■ What you will do
Find and return every line of the data that contains the word "surfaces".

■ Dataset entries
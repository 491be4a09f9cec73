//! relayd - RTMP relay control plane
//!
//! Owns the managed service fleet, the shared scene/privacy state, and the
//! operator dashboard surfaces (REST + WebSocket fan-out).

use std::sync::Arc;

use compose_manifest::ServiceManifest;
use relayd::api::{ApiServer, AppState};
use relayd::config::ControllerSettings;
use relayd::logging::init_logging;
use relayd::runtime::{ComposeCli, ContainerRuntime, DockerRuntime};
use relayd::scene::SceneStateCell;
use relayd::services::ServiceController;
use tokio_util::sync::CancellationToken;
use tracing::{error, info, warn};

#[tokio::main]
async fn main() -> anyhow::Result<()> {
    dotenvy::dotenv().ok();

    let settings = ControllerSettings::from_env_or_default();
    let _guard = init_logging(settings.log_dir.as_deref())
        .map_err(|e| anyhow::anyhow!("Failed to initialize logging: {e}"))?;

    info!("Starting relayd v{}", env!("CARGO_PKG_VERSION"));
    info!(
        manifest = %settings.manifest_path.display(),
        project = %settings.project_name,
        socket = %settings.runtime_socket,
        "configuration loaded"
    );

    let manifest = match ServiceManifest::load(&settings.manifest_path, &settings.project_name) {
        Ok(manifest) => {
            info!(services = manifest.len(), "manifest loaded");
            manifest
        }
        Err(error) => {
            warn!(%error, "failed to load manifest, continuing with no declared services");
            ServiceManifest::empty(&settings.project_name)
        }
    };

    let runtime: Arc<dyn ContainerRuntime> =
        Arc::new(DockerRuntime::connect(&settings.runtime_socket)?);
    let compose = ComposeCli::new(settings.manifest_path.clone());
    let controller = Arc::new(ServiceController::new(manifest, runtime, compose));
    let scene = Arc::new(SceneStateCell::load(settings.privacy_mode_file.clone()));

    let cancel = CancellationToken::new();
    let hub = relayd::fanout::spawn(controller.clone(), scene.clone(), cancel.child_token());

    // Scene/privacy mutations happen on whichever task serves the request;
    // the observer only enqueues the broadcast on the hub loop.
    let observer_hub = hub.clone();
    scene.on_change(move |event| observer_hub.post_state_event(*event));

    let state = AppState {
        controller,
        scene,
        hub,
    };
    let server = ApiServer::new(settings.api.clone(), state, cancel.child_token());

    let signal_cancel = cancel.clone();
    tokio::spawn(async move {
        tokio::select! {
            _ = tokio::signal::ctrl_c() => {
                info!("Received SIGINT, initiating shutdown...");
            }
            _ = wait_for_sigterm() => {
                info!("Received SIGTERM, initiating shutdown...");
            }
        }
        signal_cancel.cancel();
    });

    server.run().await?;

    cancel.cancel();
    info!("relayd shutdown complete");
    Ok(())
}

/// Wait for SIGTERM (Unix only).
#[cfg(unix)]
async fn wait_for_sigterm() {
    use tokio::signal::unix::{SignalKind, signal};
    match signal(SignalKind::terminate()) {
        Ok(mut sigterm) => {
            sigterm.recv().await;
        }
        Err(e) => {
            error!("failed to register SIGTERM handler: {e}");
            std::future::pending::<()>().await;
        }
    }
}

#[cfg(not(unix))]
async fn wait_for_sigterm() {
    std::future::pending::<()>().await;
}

* * *

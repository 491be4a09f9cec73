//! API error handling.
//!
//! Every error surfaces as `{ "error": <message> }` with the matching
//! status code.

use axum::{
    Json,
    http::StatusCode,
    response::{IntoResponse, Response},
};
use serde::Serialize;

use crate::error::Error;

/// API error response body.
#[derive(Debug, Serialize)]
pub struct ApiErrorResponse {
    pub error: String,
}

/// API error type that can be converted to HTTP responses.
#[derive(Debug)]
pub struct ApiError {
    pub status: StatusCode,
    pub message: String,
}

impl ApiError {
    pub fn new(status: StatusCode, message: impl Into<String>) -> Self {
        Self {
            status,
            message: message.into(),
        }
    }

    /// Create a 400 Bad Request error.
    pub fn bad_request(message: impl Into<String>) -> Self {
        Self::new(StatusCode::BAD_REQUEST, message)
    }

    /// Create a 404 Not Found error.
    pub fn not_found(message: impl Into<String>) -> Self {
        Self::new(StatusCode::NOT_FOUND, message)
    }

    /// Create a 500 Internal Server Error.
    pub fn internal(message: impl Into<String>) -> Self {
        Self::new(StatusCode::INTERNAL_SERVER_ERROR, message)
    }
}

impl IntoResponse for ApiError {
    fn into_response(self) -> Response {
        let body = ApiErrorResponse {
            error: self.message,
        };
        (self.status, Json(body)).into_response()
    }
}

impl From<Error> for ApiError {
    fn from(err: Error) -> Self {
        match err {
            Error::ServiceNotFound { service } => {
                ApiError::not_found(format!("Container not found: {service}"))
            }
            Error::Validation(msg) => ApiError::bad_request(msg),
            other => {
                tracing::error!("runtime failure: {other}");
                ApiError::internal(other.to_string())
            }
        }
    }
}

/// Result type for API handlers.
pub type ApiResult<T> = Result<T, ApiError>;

■ The answer
//! operator dashboard surfaces (REST + WebSocket fan-out).
//! Every error surfaces as `{ "error": <message> }` with the matching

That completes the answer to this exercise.